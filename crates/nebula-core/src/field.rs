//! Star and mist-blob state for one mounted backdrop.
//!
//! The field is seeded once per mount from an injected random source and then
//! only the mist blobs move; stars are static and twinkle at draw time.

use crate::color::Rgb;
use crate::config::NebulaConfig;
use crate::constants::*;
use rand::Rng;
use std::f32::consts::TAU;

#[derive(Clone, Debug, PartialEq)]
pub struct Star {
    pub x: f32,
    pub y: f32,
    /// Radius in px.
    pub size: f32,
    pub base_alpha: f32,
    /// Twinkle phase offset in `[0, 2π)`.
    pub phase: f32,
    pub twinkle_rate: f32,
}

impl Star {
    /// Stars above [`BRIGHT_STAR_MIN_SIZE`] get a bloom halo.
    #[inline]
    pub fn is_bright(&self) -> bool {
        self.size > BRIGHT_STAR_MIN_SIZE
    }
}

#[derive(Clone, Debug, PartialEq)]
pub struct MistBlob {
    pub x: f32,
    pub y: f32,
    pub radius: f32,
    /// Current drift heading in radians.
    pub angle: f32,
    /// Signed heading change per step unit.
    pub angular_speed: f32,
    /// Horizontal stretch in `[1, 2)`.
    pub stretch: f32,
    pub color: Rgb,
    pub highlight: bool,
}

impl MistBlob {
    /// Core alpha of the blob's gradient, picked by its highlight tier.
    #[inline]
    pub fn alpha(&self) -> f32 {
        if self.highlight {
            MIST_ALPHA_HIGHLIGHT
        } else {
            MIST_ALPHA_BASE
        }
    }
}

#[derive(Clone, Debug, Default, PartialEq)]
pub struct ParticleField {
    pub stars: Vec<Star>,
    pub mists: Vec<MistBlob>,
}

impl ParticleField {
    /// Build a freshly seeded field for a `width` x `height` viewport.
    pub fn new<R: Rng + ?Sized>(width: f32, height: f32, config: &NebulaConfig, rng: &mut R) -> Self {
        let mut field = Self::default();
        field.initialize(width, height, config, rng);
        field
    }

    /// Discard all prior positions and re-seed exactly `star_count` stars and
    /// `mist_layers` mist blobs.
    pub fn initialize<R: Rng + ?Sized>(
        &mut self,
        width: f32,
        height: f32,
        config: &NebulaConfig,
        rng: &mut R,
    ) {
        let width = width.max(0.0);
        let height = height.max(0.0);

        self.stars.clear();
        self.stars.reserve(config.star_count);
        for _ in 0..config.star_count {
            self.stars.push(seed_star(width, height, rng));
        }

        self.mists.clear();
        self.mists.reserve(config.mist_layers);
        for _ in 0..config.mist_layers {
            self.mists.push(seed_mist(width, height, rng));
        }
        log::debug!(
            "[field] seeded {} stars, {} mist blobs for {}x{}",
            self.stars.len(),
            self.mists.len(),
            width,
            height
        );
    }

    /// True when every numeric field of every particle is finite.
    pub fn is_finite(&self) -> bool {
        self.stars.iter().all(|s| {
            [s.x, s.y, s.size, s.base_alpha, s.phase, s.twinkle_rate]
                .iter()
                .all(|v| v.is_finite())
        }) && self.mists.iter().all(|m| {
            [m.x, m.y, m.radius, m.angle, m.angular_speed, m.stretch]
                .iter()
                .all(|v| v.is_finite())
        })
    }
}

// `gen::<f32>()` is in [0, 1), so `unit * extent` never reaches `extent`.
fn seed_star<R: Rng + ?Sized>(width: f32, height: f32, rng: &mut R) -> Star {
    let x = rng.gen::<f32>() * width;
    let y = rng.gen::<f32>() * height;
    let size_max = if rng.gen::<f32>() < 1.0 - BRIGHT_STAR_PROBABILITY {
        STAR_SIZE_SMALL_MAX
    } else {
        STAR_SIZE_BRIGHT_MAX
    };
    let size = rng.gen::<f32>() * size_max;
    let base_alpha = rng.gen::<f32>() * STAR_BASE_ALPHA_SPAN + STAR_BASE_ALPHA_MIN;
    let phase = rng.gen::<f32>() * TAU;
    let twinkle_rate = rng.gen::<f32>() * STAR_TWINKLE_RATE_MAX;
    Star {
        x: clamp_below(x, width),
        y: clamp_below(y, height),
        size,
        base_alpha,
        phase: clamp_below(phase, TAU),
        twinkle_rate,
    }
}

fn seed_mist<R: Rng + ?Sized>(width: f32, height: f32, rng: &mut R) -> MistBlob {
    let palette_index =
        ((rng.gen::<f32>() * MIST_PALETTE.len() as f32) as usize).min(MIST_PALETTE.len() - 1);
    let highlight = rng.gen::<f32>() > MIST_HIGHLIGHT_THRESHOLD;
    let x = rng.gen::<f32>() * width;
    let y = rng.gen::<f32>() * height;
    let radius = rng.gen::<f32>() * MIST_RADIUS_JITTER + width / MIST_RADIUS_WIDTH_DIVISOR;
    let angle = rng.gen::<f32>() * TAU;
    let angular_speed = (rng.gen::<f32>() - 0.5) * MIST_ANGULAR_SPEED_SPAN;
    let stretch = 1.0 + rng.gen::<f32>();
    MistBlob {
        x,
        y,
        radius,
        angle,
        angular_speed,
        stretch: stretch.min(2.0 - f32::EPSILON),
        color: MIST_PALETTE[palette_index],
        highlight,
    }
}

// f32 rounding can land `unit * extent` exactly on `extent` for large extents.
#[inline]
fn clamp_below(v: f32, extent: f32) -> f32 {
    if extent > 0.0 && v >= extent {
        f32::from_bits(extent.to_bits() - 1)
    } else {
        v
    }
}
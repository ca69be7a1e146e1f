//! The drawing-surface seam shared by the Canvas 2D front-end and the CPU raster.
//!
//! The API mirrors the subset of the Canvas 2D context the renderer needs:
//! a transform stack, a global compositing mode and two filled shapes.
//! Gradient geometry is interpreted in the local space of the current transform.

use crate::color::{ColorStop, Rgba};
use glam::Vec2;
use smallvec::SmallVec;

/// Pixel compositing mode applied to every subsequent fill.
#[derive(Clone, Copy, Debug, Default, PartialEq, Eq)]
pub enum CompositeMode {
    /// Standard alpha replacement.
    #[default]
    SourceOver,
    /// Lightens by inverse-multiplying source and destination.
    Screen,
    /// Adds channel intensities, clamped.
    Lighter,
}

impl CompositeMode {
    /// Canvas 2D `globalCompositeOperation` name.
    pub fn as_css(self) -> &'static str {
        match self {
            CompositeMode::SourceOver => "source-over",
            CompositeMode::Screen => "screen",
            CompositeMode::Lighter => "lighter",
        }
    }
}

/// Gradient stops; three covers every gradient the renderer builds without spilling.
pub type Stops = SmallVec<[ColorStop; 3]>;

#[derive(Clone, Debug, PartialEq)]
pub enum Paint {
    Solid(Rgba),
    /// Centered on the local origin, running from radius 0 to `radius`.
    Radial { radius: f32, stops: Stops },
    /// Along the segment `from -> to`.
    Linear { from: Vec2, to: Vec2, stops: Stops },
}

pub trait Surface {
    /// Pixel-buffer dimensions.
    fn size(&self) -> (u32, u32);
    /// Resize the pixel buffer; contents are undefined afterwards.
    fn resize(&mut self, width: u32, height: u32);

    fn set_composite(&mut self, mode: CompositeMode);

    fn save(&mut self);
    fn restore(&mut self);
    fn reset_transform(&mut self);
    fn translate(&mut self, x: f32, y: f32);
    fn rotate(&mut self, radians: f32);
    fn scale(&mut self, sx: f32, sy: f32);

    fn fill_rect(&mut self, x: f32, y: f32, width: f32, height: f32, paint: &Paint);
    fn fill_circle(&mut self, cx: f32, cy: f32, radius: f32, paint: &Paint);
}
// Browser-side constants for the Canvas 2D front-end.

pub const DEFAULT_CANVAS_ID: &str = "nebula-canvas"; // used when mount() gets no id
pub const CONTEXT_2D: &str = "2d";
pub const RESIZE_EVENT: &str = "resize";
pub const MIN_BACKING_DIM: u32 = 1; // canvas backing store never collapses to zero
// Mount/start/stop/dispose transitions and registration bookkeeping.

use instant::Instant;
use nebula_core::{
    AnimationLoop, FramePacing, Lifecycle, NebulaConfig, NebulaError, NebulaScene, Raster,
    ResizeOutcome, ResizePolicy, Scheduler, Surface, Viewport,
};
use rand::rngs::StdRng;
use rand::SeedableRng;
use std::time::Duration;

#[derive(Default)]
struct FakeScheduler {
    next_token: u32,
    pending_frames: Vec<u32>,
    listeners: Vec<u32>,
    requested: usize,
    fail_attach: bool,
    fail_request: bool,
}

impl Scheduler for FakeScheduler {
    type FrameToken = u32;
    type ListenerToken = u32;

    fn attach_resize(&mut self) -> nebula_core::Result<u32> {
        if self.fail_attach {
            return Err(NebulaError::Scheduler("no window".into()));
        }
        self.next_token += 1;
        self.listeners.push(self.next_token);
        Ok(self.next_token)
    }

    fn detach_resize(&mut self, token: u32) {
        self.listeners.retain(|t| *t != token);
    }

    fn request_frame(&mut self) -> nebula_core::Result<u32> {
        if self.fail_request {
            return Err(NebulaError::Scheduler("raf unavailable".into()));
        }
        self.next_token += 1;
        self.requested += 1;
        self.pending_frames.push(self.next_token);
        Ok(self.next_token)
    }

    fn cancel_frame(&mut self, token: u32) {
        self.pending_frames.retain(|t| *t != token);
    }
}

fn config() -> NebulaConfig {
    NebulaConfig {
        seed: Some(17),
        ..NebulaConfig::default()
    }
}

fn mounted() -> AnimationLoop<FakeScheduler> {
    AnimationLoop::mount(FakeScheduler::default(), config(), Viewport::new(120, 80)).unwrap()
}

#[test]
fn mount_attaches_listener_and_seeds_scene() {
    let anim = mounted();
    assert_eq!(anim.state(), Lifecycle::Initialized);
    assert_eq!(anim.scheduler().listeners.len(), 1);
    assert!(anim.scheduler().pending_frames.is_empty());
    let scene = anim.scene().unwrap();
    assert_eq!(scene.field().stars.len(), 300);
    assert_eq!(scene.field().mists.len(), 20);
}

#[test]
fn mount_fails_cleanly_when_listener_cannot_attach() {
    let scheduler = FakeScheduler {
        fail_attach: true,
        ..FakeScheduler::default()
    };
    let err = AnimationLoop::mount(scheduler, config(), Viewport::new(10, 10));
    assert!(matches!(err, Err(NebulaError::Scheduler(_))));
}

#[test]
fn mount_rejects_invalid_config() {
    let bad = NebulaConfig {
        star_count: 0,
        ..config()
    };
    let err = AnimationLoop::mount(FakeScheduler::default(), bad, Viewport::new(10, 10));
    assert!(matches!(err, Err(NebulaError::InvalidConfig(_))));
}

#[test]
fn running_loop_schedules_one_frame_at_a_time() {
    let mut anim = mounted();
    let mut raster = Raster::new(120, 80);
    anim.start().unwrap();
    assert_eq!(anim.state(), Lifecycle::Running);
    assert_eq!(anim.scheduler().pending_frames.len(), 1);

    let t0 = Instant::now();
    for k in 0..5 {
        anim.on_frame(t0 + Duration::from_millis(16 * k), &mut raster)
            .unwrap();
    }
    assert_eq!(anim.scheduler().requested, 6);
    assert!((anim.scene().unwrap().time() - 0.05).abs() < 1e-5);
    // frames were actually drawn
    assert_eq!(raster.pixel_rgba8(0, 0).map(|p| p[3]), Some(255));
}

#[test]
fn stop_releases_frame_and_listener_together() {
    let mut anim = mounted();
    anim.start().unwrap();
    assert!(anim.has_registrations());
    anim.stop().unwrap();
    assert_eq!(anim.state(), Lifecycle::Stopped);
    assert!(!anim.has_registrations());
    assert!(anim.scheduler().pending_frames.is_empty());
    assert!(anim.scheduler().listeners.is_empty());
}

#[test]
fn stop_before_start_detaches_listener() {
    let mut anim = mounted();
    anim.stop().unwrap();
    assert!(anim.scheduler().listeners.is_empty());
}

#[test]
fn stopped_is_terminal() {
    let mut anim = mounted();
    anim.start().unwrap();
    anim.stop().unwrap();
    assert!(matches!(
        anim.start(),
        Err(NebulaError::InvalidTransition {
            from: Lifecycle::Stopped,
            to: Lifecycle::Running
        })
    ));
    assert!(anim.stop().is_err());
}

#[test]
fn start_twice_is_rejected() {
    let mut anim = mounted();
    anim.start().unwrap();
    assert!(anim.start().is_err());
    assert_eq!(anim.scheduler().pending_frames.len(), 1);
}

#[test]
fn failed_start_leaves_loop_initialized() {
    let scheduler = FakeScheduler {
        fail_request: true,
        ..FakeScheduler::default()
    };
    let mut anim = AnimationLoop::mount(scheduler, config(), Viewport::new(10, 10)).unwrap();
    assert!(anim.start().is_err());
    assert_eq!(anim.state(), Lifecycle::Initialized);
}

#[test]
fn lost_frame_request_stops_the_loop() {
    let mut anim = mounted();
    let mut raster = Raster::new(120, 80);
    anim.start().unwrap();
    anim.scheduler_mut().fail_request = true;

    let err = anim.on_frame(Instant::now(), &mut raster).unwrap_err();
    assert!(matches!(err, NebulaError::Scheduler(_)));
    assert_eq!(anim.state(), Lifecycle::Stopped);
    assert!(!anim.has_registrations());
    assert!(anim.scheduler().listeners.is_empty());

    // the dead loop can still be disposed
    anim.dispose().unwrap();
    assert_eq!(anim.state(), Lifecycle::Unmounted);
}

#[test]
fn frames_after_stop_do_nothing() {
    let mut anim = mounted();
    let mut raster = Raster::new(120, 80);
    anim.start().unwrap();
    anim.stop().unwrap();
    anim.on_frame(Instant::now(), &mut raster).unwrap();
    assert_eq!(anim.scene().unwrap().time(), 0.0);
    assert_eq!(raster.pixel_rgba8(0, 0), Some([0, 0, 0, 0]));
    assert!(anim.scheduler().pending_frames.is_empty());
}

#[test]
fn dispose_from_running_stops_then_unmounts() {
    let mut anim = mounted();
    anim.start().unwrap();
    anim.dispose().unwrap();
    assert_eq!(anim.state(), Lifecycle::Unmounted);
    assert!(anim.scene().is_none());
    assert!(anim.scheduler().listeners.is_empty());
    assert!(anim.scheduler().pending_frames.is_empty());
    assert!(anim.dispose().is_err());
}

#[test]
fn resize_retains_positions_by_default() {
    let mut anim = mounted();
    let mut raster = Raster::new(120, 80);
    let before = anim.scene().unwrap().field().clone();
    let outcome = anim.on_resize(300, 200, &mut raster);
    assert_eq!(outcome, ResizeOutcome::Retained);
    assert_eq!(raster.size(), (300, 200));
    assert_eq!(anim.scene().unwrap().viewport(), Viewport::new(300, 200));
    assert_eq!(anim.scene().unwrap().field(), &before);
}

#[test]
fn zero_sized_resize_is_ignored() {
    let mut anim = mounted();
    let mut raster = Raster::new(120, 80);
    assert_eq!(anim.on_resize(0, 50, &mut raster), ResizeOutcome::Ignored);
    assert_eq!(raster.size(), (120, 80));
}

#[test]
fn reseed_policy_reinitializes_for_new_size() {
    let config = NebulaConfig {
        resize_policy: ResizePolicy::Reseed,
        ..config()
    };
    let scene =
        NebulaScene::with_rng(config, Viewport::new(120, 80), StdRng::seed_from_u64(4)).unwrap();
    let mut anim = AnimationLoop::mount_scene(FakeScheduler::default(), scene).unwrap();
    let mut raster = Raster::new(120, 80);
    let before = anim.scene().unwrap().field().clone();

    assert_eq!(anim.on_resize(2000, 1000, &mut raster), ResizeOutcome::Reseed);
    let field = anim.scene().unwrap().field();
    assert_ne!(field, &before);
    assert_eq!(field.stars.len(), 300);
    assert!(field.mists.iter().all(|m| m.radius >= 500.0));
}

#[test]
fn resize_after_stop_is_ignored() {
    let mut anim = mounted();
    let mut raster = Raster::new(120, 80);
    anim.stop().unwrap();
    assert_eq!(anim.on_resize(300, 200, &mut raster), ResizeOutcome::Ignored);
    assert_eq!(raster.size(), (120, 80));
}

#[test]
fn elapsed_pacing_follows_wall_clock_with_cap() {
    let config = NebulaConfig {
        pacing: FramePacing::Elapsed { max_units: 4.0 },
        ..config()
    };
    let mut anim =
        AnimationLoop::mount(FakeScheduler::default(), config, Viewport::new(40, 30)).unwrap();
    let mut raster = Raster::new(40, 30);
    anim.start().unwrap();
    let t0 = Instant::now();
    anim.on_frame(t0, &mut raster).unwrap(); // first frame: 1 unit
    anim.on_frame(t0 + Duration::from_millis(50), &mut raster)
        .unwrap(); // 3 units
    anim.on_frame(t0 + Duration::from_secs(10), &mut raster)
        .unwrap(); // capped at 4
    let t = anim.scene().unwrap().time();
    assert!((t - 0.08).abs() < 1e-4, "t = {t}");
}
_ _ _
Retype the portion of the data above that starts on the line with "assert_eq!(anim.state(), Lifecycle::Running);" and finishes on the line with "assert_eq!(anim.scheduler().requested, 6);", including both of those lines.

OUTPUT BELOW ->
    assert_eq!(anim.state(), Lifecycle::Running);
    assert_eq!(anim.scheduler().pending_frames.len(), 1);

    let t0 = Instant::now();
    for k in 0..5 {
        anim.on_frame(t0 + Duration::from_millis(16 * k), &mut raster)
            .unwrap();
    }
    assert_eq!(anim.scheduler().requested, 6);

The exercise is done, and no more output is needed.